В той же италийской обстановке правления Теодериха Эннодий между 501 и 504 гг. написал биографию епископа Епифания Павийского12. У этой биографии иные ориентиры. Правомерно сравнить её с биографией Северина, поскольку обе рождаются в церковной среде и отражают пастырскую жизнь в те годы, когда хозяевами становятся варвары. Здесь следует отметить разнообразие деятельности Епифания, представленной Эннодием. Епифаний вмешивается с целью преодолеть разлад между императором Антемием и его варварским зятем Рицимером в 471 году. Во второй раз он вынужден выступить миротворцем между императором Непотом и королём визиготов Эврихом. В третий раз он выступает против чрезмерных поборов префекта претория. После победы Теодериха Епифаний отправляется в Равенну, чтобы смягчить участь тех, кто скомпрометировал себя в предшествующей войне. Он заслуживает такой степени доверия у готского короля, что тот посылает его к королю бургундов Гундобаду с поручением добиться освобождения 6000 италийских пленников. Это в целом придворное житие, в котором варварско-латинский конфликт заканчивается на второй строке и редко затрагивается в своих действительных условиях. Лишь краткий отрывок жития оставлен для эпизода, который на самом деле должен был быть самым тягостным и значимым в жизни епископа Епифания. Во время конфликта между Одоакром и Теодерихом Павия в течение двух лет была занята ругами.
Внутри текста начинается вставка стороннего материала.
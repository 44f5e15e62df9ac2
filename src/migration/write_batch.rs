//! Atomic multi-document write units.

use super::document::{FieldPath, UpdateData};
use async_trait::async_trait;
use serde_json::Value;

/// Mutations staged against several documents and committed all-or-nothing
///
/// Staging only records the mutation; nothing is visible until `commit`
/// succeeds, and a failed commit applies nothing.
#[async_trait]
pub trait WriteBatch: Send + 'static {
    type Ref: Send + Sync;

    /// Stage an update of every field in `data` (keys may be dotted paths)
    fn stage_field_merge(&mut self, doc: &Self::Ref, data: UpdateData) -> anyhow::Result<()>;

    /// Stage an update of the single field at `path`
    fn stage_field_path_update(
        &mut self,
        doc: &Self::Ref,
        path: &FieldPath,
        value: Value,
    ) -> anyhow::Result<()>;

    fn staged_count(&self) -> usize;

    async fn commit(self) -> anyhow::Result<()>;
}

/// Hands out a fresh [`WriteBatch`] per traversed page
pub trait WriteBatchProvider: Send + Sync + 'static {
    type Batch: WriteBatch;

    fn batch(&self) -> Self::Batch;
}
Можно представить, что эта оккупация означала для населения Павии и её епископа. Эннодий определяет ругов как «страшных своей свирепостью», но вскоре переходит к идиллии: «Но кто бы без величайшего изумления поверил, что те руги, которые едва удостаивали повиновения королей, почитали и боялись епископа, католика и римлянина?» (119, trad. F. Magani, Ennodio III, 142). Биограф решил отдать предпочтение не притеснениям варваров, а дипломатическим вмешательствам с.409 Епифания, благодаря которым он, в конечном счёте, без труда вписывается в политику Теодериха.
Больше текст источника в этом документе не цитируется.